Watanukiさんは、E2D3では主にアプリケーションの品質管理を担っていただいているエンジニアです。オープンソースで様々な人が参加するE2D3では、品質管理の方針として「とりあえず初めて触った人がクリックをしていくだけでそれなりに可動を確認できるようにすること。」を決めています。2016年4月にwatanukiさんを中心として始まったE2D3品質向上プロジェクトにおける進め方や困った点についてお話しいただきました。スライドは、オープンソースの品質管理の参考になるかもしれません。

5. データの可視化とチームの進化 by 吉田 雅史

吉田さんは、人材派遣会社でマーケティングのためのデータ分析をするエンジニア。脱エクセルを目指して、PHPとMySQLとJavascriptでWebアプリケーションを構築。
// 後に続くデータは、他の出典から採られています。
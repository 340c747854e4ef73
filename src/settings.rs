// Copyright 2025 Chainflip Labs GmbH
//
// Licensed under the Apache License, Version 2.0 (the "License");
// you may not use this file except in compliance with the License.
// You may obtain a copy of the License at
//
//     http://www.apache.org/licenses/LICENSE-2.0
//
// Unless required by applicable law or agreed to in writing, software
// distributed under the License is distributed on an "AS IS" BASIS,
// WITHOUT WARRANTIES OR CONDITIONS OF ANY KIND, either express or implied.
// See the License for the specific language governing permissions and
// limitations under the License.
//
// SPDX-License-Identifier: Apache-2.0

pub mod redact_endpoint_secret;

use clap::Parser;
use config::{Config, ConfigError, Environment, File};
use serde::Deserialize;
use url::Url;

use crate::constants::{
	DEFAULT_ETH_HTTP_NODE_ENDPOINT, DEFAULT_SETTINGS_PATH, ETH_EXPECTED_CHAIN_ID,
	ETH_HTTP_NODE_ENDPOINT,
};
use redact_endpoint_secret::SecretUrl;

#[derive(Debug, Deserialize, Clone, PartialEq, Eq)]
#[serde(default)]
pub struct Eth {
	pub http_node_endpoint: SecretUrl,
	pub expected_chain_id: Option<u64>,
}

impl Default for Eth {
	fn default() -> Self {
		Self {
			http_node_endpoint: DEFAULT_ETH_HTTP_NODE_ENDPOINT.into(),
			expected_chain_id: None,
		}
	}
}

#[derive(Debug, Deserialize, Clone, Default, PartialEq, Eq)]
#[serde(default)]
pub struct Settings {
	pub eth: Eth,
}

#[derive(Parser, Debug, Clone, Default)]
#[clap(version, about = "Connects to an EVM JSON-RPC endpoint and reports its chain id.")]
pub struct ProbeOptions {
	#[clap(short = 'c', long = "config-path", help = "Path to a settings file.")]
	pub config_path: Option<String>,

	// Eth Settings
	#[clap(
		long = "eth.http_node_endpoint",
		env = ETH_HTTP_NODE_ENDPOINT,
		help = "The Ethereum node's HTTP JSON-RPC endpoint."
	)]
	pub eth_http_node_endpoint: Option<String>,
	#[clap(
		long = "eth.expected_chain_id",
		env = ETH_EXPECTED_CHAIN_ID,
		help = "Fail unless the endpoint reports this chain id."
	)]
	pub eth_expected_chain_id: Option<u64>,
}

impl Settings {
	/// Settings file first, then the environment, then command line options,
	/// overwriting anything that matches.
	pub fn new(opts: &ProbeOptions) -> Result<Self, ConfigError> {
		let file = match &opts.config_path {
			Some(path) => File::with_name(path),
			None => File::with_name(DEFAULT_SETTINGS_PATH).required(false),
		};

		let mut settings: Self = Config::builder()
			.add_source(file)
			.add_source(Environment::default().separator("__"))
			.build()?
			.try_deserialize()?;

		if let Some(opt) = &opts.eth_http_node_endpoint {
			settings.eth.http_node_endpoint = opt.clone().into()
		};
		if let Some(opt) = opts.eth_expected_chain_id {
			settings.eth.expected_chain_id = Some(opt)
		};

		settings.validate_settings()?;

		Ok(settings)
	}

	pub fn validate_settings(&self) -> Result<(), ConfigError> {
		validate_http_endpoint(&self.eth.http_node_endpoint)
			.map_err(|e| ConfigError::Message(e.to_string()))
	}
}

fn validate_http_endpoint(endpoint: &SecretUrl) -> anyhow::Result<()> {
	let url = Url::parse(endpoint.as_ref())
		.map_err(|e| anyhow::anyhow!("Invalid node endpoint {endpoint}: {e}"))?;
	match url.scheme() {
		"http" | "https" => Ok(()),
		scheme => Err(anyhow::anyhow!(
			"Invalid scheme `{scheme}` in node endpoint {endpoint}, expected http or https"
		)),
	}
}

#[cfg(test)]
mod tests {
	use super::*;

	#[test]
	fn init_default_settings() {
		let settings = Settings::default();

		assert_eq!(
			settings.eth.http_node_endpoint.as_ref(),
			DEFAULT_ETH_HTTP_NODE_ENDPOINT
		);
		assert_eq!(settings.eth.expected_chain_id, None);
		assert!(settings.validate_settings().is_ok());
	}

	#[test]
	fn cmd_line_options_take_precedence() {
		let opts = ProbeOptions {
			eth_http_node_endpoint: Some("http://localhost:8545".to_owned()),
			eth_expected_chain_id: Some(5),
			..Default::default()
		};

		let settings = Settings::new(&opts).unwrap();

		assert_eq!(settings.eth.http_node_endpoint.as_ref(), "http://localhost:8545");
		assert_eq!(settings.eth.expected_chain_id, Some(5));
	}

	#[test]
	fn validation_rejects_non_http_endpoints() {
		for endpoint in ["ws://localhost:8546", "localhost:8545", "not a url"] {
			let opts = ProbeOptions {
				eth_http_node_endpoint: Some(endpoint.to_owned()),
				..Default::default()
			};
			assert!(Settings::new(&opts).is_err(), "expected `{endpoint}` to be rejected");
		}
	}
}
人間によるミスや手作業によるスピード感のなさを解消させました。

チームにエンジニアが入ることで、欲しいものをチームで一から作り上げていく結束感を得られたと言います。共同作業によりアナリストとエンジニアとの信頼関係が構築され、その結果データが民主化(だれでもいつでもどこでも見られる)され、チームメンバーが自らの主体的なアクションでデータを活用できる環境が実現したそうです。技術が味方になることによってチームの意識が向上していく様子を感じられました。

6. スポーツデータビジュアライゼーション〜東京五輪に向けて〜 by 多田哲馬

=このコンテンツは当日ご参加いただいた方のみお楽しみ頂けました=

7. D3.js バッドノウハウ集 by 清水正行

=このコンテンツは当日ご参加いただいた方のみお楽しみ頂けました=

8. Grimoire.jsとデータビジュアライゼーション by 城山賢人

城山さんは現役の大学生で、grimoire.jsを作った方です。webと連携したデータビジュアライズの可能性や波動方程式のビジュアライズについてお話しいただきました。Three.jsとgrimoireの違いについては、前者が3Dエンジニアによる複雑なコードで書かれている印象があるのに対し後者はHTMLでかける点が特徴となっているそうです。